Le nouveau fantasme de la France : une Syrie vidée de ses chrétiens

Par Françoise Compoint

 Les passions n’en finissent pas en Syrie. Comme si la querelle idéologique opposant alaouites et sunnites ne suffisait pas, voici que les chrétiens – des orthodoxes majoritairement – sont bons à passer à la casserole. Familièrement parlant, il semblerait que notre chère et douce France y mette son grain de sel, cela, non sans le précieux soutien de l’Eglise catholique. Voici l’histoire en quelques mots, histoire plus qu’embarrassante qui a été révélée par le Patriarche d’Antioche, Ignace IV, quelques jours avant son décès survenu le 5 décembre.

L’affaire a surgi le mois dernier et fait l’objet d’un grand scandale, impliquant Eglises orientales chrétiennes, ambassades occidentales et opposition syrienne. En apparence anodin, voire soucieux de la sécurité des chrétiens résidant sur le territoire syrien et notamment à Damas, le plan consistait à évacuer les ressortissants des églises et patriarcats locaux. Pour ce faire, on leur proposait des visas ouverts en direction de pays tels que la France, le Canada, la Suède et l’Allemagne. Ces visas se sont avérés tellement ouverts qu’ils ne présupposaient aucune garantie ou assurance que les personnes concernées, une fois le document expiré, regagneraient leur pays d’origine. Il y a plus. Se présenter à l’ambassade en affirmant vouloir quitter le territoire pour telle ou telle raison ne garantissait en aucun cas l’obtention d’un visa. Il fallait se présenter avec un certificat signé, par exemple, par le curé de la paroisse fréquentée, confirmant son appartenance au christianisme, donc, être croyant-pratiquant.
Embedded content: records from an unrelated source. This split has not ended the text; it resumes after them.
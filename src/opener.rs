//
// Copyright (c) 2025-2026 Jeff Garzik
//
// This file is part of the ptdd-rs project covered under
// the MIT License.  For the full license text, please see the LICENSE
// file in the root directory of this project.
// SPDX-License-Identifier: MIT
//

//! Opening the three endpoints
//!
//! Applies each side's flag vector (direct, exclusive, sync, append,
//! truncate, advisory lock) and settles the endpoint variants the copy
//! loop dispatches on.

use std::fs::{File, OpenOptions};
use std::io;
use std::os::unix::fs::OpenOptionsExt;
use std::os::unix::io::{AsRawFd, FromRawFd, RawFd};
use std::path::Path;

use gettextrs::gettext;

use crate::error::{PtddError, PtddResult};
use crate::filetype::{categorize, FileKind};
use crate::options::{InputSrc, Opts, OutputDst};
use crate::pt::{FileBackedPt, PassThrough};

fn dup_fd(fd: RawFd) -> io::Result<File> {
    let new = unsafe { libc::dup(fd) };
    if new < 0 {
        return Err(io::Error::last_os_error());
    }
    Ok(unsafe { File::from_raw_fd(new) })
}

fn apply_flock(fd: RawFd, path: &str) -> PtddResult<()> {
    if unsafe { libc::flock(fd, libc::LOCK_EX | libc::LOCK_NB) } < 0 {
        return Err(PtddError::Flock(format!(
            "flock(LOCK_EX | LOCK_NB) on {} failed: {}",
            path,
            io::Error::last_os_error()
        )));
    }
    Ok(())
}

#[cfg(target_os = "linux")]
fn advise_sequential(fd: RawFd) {
    let rt = unsafe { libc::posix_fadvise(fd, 0, 0, libc::POSIX_FADV_SEQUENTIAL) };
    if rt != 0 {
        eprintln!("posix_fadvise(SEQUENTIAL), err={}", rt);
    }
}

#[cfg(not(target_os = "linux"))]
fn advise_sequential(_fd: RawFd) {}

fn custom_open_bits(flags: &crate::options::Flags) -> i32 {
    let mut bits = 0;
    #[cfg(target_os = "linux")]
    if flags.direct {
        bits |= libc::O_DIRECT;
    }
    if flags.excl {
        bits |= libc::O_EXCL;
    }
    if flags.sync {
        bits |= libc::O_SYNC;
    }
    bits
}

/// Open IFILE per the input flag vector; settles `op.input`,
/// `op.in_kind` and the reading_fifo disposition.
pub fn open_input(op: &mut Opts) -> PtddResult<()> {
    if op.inf == "-" {
        op.in_kind = FileKind::FIFO;
        op.reading_fifo = true;
        if op.verbose > 0 {
            eprintln!(" >> Input file type: fifo [stdin, stdout, named pipe]");
        }
        let f = dup_fd(libc::STDIN_FILENO)
            .map_err(|e| PtddError::File(format!("could not dup stdin: {}", e)))?;
        op.input = Some(InputSrc::Fifo(f));
        return Ok(());
    }

    op.in_kind = categorize(&op.inf);
    if op.in_kind.intersects(FileKind::ERROR) {
        return Err(PtddError::File(format!(
            "{} {}",
            gettext("unable to access"),
            op.inf
        )));
    }
    if op
        .in_kind
        .intersects(FileKind::BLOCK | FileKind::TAPE | FileKind::OTHER)
        && op.iflag.pt
    {
        op.in_kind |= FileKind::PT;
    }
    if op.verbose > 0 {
        eprintln!(" >> Input file type: {}", op.in_kind);
    }
    if !op.in_kind.intersects(FileKind::PT) && op.rdprotect > 0 {
        eprintln!("{}", gettext("rdprotect ignored on non-pt device"));
    }
    if op
        .in_kind
        .intersects(FileKind::FIFO | FileKind::CHAR | FileKind::TAPE)
    {
        op.reading_fifo = true;
    }
    if op.in_kind.intersects(FileKind::TAPE) && op.in_kind.intersects(FileKind::PT) {
        return Err(PtddError::File(format!(
            "SCSI tape device {} not supported via pt",
            op.inf
        )));
    }

    if op.in_kind.intersects(FileKind::PT) {
        let pt = FileBackedPt::open(Path::new(&op.inf), false, op.ibs).map_err(|e| {
            PtddError::File(format!("could not open {} for reading: {}", op.inf, e))
        })?;
        let (typ, exp) = pt.protection();
        op.rdprot_typ = typ;
        op.rdp_i_exp = exp;
        if op.iflag.flock {
            apply_flock(pt.as_raw_fd(), &op.inf)?;
        }
        op.input = Some(InputSrc::Pt(Box::new(pt)));
        return Ok(());
    }

    let file = OpenOptions::new()
        .read(true)
        .custom_flags(custom_open_bits(&op.iflag))
        .open(&op.inf)
        .map_err(|e| PtddError::File(format!("could not open {} for reading: {}", op.inf, e)))?;
    if op.verbose > 0 {
        eprintln!("        open {}", op.inf);
    }
    if op.iflag.nocache > 0 {
        advise_sequential(file.as_raw_fd());
    }
    if op.iflag.flock {
        apply_flock(file.as_raw_fd(), &op.inf)?;
    }
    op.input = Some(if op.in_kind.intersects(FileKind::FIFO) {
        InputSrc::Fifo(file)
    } else if op.in_kind.intersects(FileKind::TAPE) {
        InputSrc::Tape(file)
    } else {
        InputSrc::File(file)
    });
    Ok(())
}

/// Open OFILE per the output flag vector; settles `op.output`,
/// `op.out_kind` and `op.out_kind_hold`.
pub fn open_output(op: &mut Opts) -> PtddResult<()> {
    if op.outf == "-" {
        op.out_kind = FileKind::FIFO;
        op.out_kind_hold = op.out_kind;
        if op.verbose > 0 {
            eprintln!(" >> Output file type: fifo [stdin, stdout, named pipe]");
        }
        let f = dup_fd(libc::STDOUT_FILENO)
            .map_err(|e| PtddError::File(format!("could not dup stdout: {}", e)))?;
        op.output = Some(OutputDst::File(f));
        return Ok(());
    }

    op.out_kind = categorize(&op.outf);
    if op
        .out_kind
        .intersects(FileKind::BLOCK | FileKind::TAPE | FileKind::OTHER)
        && op.oflag.pt
    {
        op.out_kind |= FileKind::PT;
    }
    op.out_kind_hold = op.out_kind;
    if op.verbose > 0 {
        eprintln!(" >> Output file type: {}", op.out_kind);
    }
    if !op.out_kind.intersects(FileKind::PT) && op.wrprotect > 0 {
        eprintln!("{}", gettext("wrprotect ignored on non-pt device"));
    }
    if op.out_kind.intersects(FileKind::TAPE) && op.out_kind.intersects(FileKind::PT) {
        return Err(PtddError::File(format!(
            "SCSI tape device {} not supported via pt",
            op.outf
        )));
    }

    if op.out_kind.intersects(FileKind::PT) {
        let pt = FileBackedPt::open(Path::new(&op.outf), true, op.obs).map_err(|e| {
            PtddError::File(format!("could not open {} for writing: {}", op.outf, e))
        })?;
        let (typ, exp) = pt.protection();
        op.wrprot_typ = typ;
        op.wrp_i_exp = exp;
        if op.oflag.flock {
            apply_flock(pt.as_raw_fd(), &op.outf)?;
        }
        op.output = Some(OutputDst::Pt(Box::new(pt)));
        return Ok(());
    }
    if op.out_kind.intersects(FileKind::DEV_NULL) {
        op.output = Some(OutputDst::Null);
        return Ok(());
    }

    // typically a regular file or block device node
    let outf_exists = std::fs::metadata(&op.outf).is_ok();
    let mut oo = OpenOptions::new();
    // sparing reads the destination before deciding to write
    oo.read(op.oflag.sparing).write(true).create(!outf_exists);
    let mut bits = custom_open_bits(&op.oflag);
    if op.oflag.append {
        bits |= libc::O_APPEND;
    }
    oo.custom_flags(bits).mode(0o666);
    let mut trim_to: Option<u64> = None;
    if op.out_kind.intersects(FileKind::REG) && outf_exists && op.oflag.trunc && !op.oflag.nowrite
    {
        if op.seek > 0 {
            let offset = op.seek * op.obs as u64;
            if let Ok(md) = std::fs::metadata(&op.outf) {
                // only truncate to shorten
                if md.len() > offset {
                    trim_to = Some(offset);
                }
            }
        } else {
            oo.truncate(true);
        }
    }
    let file = oo
        .open(&op.outf)
        .map_err(|e| PtddError::File(format!("could not open {} for writing: {}", op.outf, e)))?;
    if let Some(offset) = trim_to {
        file.set_len(offset).map_err(|e| {
            PtddError::File(format!(
                "could not truncate {} after open (seek): {}",
                op.outf, e
            ))
        })?;
    }
    if !outf_exists && op.out_kind.intersects(FileKind::ERROR) {
        // exists now
        op.out_kind = FileKind::REG;
        op.out_kind_hold = op.out_kind;
    }
    if op.verbose > 0 {
        eprintln!(
            "        {} {}",
            if outf_exists { "open" } else { "create" },
            op.outf
        );
        if let Some(offset) = trim_to {
            eprintln!("        truncated file at byte offset {}", offset);
        }
    }
    if op.oflag.flock {
        apply_flock(file.as_raw_fd(), &op.outf)?;
    }
    op.output = Some(if op.out_kind.intersects(FileKind::TAPE) {
        OutputDst::Tape(file)
    } else {
        OutputDst::File(file)
    });
    Ok(())
}

/// Open OFILE2 when given: a regular file or fifo mirror of the writes.
pub fn open_output2(op: &mut Opts) -> PtddResult<()> {
    if op.out2f.is_empty() {
        return Ok(());
    }
    if op.out2f == "-" {
        op.out2_kind = FileKind::FIFO;
        if op.verbose > 0 {
            eprintln!(" >> Output 2 file type: fifo [stdin, stdout, named pipe]");
        }
        let f = dup_fd(libc::STDOUT_FILENO)
            .map_err(|e| PtddError::File(format!("could not dup stdout: {}", e)))?;
        op.out2 = Some(f);
        return Ok(());
    }
    op.out2_kind = categorize(&op.out2f);
    if op.out2_kind.intersects(FileKind::DEV_NULL) {
        return Ok(());
    }
    if !op
        .out2_kind
        .intersects(FileKind::REG | FileKind::FIFO | FileKind::ERROR)
    {
        return Err(PtddError::File(gettext(
            "output 2 file type must be regular file or fifo",
        )));
    }
    let file = OpenOptions::new()
        .write(true)
        .create(true)
        .mode(0o666)
        .open(&op.out2f)
        .map_err(|e| PtddError::File(format!("could not open {} for writing: {}", op.out2f, e)))?;
    if op.out2_kind.intersects(FileKind::ERROR) {
        op.out2_kind = FileKind::REG;
    }
    if op.verbose > 0 {
        eprintln!(" >> Output 2 file type: regular");
    }
    op.out2 = Some(file);
    Ok(())
}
Non mais sérieusement, ça ne vous rappelle rien ? Sans prétendre à l’originalité, j’évoquerais l’exode des juifs au moment même de son paroxysme, en 1933. En effet, en cette année qui ouvre la voie à la nazification totale de l’Allemagne, près de 40.000 juifs ont quitté le pays … par chance pour eux, bien sûr ! Ce qui importe, c’est qu’il était alors devenu clair que ce grand exode ne préparait qu’une extermination en masse particulièrement méthodique. Dans le cas de la Syrie, la création d’un espace vital propice à la radicalisation d’un pseudo-islam en pleine ébullition renvoie à une autre idée, celle-ci ô combien grave et presque indicible. Elle a été récemment soulevée par un collègue-journaliste, Alexandre Latsa, mais dans le contexte kosovar. D’après son analyse du conflit serbe, lui aussi encadré et soutenu par l’OTAN jusqu’à l’étrange mort de Slobodan Milosevic dans le centre de détention de l’ONU, il se fait que l’UE, en éternel pantin des USA dont elle devient progressivement le principal bras armé, a sciemment milité pour l’indépendance du Kosovo dans le seul et unique dessein de voir émerger la « Grande Albanie ». Or, qu’est-ce que représente en pratique ce grand territoire ?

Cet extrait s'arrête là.